### EXERCISE MATERIAL ###
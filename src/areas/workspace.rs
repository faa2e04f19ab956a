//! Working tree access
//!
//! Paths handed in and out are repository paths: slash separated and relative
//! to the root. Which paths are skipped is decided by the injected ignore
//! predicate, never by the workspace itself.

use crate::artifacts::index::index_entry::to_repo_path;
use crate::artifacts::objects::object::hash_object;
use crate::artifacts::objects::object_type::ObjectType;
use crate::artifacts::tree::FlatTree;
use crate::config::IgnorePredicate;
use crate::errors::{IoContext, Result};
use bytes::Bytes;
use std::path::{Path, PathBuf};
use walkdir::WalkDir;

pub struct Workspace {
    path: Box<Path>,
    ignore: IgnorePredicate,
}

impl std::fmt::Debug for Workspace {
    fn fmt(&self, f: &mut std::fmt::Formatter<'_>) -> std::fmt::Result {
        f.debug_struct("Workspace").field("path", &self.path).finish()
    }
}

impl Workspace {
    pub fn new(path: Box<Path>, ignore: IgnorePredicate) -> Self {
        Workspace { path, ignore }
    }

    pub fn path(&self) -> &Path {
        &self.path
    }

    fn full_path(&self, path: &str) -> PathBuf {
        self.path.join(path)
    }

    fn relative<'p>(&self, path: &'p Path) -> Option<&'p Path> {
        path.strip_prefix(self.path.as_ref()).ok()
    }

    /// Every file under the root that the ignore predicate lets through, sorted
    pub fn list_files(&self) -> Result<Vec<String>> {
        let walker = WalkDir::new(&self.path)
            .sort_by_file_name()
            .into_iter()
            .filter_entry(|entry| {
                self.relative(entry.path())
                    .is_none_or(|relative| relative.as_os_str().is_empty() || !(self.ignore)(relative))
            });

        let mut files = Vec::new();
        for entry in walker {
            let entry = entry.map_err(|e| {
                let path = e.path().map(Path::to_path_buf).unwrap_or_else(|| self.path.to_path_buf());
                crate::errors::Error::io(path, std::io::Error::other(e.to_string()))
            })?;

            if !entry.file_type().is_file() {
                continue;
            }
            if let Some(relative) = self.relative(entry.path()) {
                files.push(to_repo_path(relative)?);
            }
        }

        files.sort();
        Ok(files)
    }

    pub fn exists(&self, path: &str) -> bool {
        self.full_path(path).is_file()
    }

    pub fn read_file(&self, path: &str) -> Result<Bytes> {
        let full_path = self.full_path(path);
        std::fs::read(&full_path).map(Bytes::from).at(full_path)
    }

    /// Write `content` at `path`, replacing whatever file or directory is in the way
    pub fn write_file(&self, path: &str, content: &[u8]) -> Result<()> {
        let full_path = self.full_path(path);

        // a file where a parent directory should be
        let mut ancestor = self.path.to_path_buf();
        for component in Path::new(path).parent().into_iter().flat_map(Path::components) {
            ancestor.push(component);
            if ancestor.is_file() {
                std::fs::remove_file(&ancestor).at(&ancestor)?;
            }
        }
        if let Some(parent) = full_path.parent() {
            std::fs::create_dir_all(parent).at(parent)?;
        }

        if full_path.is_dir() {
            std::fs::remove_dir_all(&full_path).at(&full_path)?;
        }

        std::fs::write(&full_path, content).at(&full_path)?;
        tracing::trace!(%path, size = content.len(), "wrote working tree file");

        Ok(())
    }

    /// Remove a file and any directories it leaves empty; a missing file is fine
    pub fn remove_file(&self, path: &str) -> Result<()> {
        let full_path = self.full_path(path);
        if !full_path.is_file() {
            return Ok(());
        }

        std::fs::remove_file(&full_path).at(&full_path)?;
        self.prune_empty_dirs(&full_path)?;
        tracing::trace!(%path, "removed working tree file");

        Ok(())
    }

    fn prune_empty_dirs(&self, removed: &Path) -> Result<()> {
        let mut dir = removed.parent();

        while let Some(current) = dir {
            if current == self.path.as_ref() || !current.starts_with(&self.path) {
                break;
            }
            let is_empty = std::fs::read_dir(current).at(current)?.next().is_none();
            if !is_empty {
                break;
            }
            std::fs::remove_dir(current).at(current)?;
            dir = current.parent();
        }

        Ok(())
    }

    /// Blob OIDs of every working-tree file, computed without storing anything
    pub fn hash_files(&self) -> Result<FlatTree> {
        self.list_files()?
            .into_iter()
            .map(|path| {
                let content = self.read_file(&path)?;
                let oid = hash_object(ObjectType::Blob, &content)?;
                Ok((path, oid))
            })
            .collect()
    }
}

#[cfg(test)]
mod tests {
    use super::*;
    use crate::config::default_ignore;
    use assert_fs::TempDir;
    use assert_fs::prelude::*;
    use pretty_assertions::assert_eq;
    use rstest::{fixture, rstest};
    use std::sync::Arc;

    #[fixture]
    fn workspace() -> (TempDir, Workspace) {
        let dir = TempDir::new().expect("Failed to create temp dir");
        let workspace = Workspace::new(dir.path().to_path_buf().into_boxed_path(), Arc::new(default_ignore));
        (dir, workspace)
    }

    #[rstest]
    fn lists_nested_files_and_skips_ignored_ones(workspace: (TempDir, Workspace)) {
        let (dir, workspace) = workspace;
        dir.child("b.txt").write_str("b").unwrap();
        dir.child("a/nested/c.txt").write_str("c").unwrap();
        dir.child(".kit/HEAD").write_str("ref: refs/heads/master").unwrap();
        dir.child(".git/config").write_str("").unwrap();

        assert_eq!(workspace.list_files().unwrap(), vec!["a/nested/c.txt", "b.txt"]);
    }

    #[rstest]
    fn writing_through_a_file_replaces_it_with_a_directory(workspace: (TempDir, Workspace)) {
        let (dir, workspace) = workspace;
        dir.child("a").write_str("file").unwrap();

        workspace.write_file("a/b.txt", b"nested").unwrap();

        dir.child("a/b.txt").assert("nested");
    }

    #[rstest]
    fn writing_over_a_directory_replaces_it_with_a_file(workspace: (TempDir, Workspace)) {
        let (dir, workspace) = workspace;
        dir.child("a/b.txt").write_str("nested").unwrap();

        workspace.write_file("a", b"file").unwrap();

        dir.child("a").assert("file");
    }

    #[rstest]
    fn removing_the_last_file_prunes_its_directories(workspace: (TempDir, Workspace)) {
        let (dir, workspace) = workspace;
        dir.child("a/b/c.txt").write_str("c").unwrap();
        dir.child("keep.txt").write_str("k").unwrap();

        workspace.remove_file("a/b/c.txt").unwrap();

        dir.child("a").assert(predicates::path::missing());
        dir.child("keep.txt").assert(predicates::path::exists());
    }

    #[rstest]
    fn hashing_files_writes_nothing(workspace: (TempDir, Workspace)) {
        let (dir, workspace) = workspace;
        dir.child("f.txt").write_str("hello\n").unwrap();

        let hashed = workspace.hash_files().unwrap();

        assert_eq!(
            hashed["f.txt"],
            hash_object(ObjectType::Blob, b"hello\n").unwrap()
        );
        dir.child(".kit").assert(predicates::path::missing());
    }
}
###
§ **WHAT NEEDS TO BE DONE**
Please count the lines in the material above where the word "relative" occurs, and give only the number.

§ **RESPONSE TO THE EXERCISE**
6